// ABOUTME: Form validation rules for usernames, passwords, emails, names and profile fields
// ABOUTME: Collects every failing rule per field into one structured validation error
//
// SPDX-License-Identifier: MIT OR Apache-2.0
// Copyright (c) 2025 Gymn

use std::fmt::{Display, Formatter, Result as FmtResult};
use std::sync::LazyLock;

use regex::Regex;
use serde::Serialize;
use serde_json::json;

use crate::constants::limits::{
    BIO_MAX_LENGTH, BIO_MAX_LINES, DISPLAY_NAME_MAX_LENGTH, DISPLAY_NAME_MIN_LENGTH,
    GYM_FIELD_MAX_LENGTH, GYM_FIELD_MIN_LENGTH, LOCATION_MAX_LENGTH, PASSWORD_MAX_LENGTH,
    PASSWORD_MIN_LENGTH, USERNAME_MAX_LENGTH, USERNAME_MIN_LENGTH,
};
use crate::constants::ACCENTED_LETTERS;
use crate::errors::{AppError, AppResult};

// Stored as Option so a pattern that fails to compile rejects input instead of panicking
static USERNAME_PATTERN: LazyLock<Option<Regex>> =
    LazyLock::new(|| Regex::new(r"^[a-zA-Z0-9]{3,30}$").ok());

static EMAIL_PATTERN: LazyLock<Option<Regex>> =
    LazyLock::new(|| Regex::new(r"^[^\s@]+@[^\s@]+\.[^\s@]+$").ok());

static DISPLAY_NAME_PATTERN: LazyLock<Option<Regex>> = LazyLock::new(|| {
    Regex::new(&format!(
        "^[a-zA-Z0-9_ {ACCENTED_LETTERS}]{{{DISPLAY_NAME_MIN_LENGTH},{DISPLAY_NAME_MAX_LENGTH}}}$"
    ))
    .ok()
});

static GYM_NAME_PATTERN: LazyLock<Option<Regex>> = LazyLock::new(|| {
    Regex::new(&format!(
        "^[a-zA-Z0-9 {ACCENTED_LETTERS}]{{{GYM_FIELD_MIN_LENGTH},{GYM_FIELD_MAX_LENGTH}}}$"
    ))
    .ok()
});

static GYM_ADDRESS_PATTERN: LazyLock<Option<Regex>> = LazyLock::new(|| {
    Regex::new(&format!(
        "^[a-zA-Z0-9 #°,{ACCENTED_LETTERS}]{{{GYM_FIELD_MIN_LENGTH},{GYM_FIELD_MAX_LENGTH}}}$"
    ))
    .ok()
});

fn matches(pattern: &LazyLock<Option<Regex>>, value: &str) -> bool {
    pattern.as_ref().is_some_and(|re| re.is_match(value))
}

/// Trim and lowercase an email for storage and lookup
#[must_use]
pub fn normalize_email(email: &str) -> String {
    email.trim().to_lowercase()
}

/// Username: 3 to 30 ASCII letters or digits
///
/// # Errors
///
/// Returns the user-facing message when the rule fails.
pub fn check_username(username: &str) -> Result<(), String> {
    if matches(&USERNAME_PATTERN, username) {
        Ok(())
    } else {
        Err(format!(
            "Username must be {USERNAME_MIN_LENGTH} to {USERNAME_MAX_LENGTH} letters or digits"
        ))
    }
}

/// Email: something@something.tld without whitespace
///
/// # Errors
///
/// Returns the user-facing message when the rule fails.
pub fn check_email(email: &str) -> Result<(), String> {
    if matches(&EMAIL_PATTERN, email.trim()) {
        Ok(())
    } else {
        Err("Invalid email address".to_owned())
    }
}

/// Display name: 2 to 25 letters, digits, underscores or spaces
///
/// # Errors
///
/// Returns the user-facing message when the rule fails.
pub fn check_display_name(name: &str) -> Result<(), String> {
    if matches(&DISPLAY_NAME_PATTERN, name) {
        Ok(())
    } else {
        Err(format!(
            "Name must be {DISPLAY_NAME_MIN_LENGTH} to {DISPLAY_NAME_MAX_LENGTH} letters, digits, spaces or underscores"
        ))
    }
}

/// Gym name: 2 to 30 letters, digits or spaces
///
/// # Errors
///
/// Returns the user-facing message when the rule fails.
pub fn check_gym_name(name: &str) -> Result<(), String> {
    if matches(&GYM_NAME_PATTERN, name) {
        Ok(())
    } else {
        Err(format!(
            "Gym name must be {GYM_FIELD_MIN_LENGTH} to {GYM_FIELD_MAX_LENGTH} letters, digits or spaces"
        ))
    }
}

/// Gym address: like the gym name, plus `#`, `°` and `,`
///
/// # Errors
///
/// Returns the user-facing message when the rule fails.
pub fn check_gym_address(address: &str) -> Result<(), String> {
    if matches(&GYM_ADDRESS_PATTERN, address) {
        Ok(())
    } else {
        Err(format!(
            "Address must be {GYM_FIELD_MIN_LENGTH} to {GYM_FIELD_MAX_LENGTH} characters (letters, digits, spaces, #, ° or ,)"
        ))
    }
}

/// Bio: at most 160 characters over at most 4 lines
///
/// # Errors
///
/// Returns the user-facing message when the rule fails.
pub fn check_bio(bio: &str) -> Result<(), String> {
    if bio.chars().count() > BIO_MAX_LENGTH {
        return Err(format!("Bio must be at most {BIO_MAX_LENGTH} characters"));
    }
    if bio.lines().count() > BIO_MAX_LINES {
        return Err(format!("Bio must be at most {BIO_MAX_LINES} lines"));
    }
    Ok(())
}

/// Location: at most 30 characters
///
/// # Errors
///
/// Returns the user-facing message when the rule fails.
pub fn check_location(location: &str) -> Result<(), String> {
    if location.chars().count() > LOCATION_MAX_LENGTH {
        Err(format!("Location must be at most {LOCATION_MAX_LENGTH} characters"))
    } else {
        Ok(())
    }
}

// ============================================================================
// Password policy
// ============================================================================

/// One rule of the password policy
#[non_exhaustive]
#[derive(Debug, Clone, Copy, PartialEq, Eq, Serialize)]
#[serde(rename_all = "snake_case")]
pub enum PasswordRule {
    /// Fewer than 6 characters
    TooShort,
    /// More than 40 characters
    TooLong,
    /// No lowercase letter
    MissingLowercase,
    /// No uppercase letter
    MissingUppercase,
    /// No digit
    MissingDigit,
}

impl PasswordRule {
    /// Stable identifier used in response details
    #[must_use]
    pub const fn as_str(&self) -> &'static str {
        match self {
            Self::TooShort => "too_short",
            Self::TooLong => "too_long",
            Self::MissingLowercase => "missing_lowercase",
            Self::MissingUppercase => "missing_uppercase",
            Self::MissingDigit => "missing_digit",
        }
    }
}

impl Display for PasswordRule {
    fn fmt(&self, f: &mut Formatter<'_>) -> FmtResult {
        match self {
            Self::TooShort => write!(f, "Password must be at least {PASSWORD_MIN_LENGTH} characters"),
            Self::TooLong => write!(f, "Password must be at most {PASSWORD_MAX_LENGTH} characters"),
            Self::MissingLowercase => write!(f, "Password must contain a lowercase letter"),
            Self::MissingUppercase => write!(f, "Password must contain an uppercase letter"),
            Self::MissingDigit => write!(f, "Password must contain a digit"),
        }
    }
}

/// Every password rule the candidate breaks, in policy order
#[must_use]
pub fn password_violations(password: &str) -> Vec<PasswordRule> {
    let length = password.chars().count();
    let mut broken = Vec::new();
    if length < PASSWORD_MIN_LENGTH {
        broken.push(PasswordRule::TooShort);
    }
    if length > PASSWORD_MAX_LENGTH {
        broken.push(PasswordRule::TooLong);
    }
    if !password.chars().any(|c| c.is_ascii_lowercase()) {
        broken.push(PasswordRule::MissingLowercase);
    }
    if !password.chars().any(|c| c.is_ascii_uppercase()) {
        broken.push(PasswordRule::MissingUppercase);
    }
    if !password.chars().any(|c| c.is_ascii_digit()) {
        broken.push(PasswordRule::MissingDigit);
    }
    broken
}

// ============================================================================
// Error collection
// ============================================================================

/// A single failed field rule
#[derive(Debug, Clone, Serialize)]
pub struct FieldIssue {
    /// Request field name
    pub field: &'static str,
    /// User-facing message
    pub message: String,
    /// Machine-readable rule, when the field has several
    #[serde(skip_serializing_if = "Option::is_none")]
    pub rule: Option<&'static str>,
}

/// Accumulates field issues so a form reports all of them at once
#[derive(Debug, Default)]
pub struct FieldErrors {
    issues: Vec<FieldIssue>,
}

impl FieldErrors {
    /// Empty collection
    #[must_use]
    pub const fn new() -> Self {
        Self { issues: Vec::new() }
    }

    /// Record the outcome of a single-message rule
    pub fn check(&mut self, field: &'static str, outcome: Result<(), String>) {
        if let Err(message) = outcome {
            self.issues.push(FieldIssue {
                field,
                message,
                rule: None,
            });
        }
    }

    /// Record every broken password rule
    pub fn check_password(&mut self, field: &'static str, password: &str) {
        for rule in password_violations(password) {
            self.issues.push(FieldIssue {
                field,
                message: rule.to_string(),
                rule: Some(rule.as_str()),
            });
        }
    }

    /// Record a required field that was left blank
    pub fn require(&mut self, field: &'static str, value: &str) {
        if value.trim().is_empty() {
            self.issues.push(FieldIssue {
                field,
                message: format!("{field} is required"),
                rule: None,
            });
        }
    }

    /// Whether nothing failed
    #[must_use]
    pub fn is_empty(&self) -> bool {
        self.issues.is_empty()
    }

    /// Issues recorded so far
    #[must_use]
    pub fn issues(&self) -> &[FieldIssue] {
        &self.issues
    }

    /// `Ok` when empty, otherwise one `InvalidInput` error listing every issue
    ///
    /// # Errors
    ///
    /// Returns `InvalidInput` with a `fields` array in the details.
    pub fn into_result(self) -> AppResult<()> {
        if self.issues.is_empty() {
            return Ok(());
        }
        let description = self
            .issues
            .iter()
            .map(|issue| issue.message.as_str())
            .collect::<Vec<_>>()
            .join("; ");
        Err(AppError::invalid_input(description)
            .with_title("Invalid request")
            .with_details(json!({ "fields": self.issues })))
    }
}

########################################

Assignment
Each line from the first line of the listing through the line containing "use regex::Regex;" must be set down exactly; no other line belongs in the answer.

Solution for this task
// ABOUTME: Form validation rules for usernames, passwords, emails, names and profile fields
// ABOUTME: Collects every failing rule per field into one structured validation error
//
// SPDX-License-Identifier: MIT OR Apache-2.0
// Copyright (c) 2025 Gymn

use std::fmt::{Display, Formatter, Result as FmtResult};
use std::sync::LazyLock;

use regex::Regex;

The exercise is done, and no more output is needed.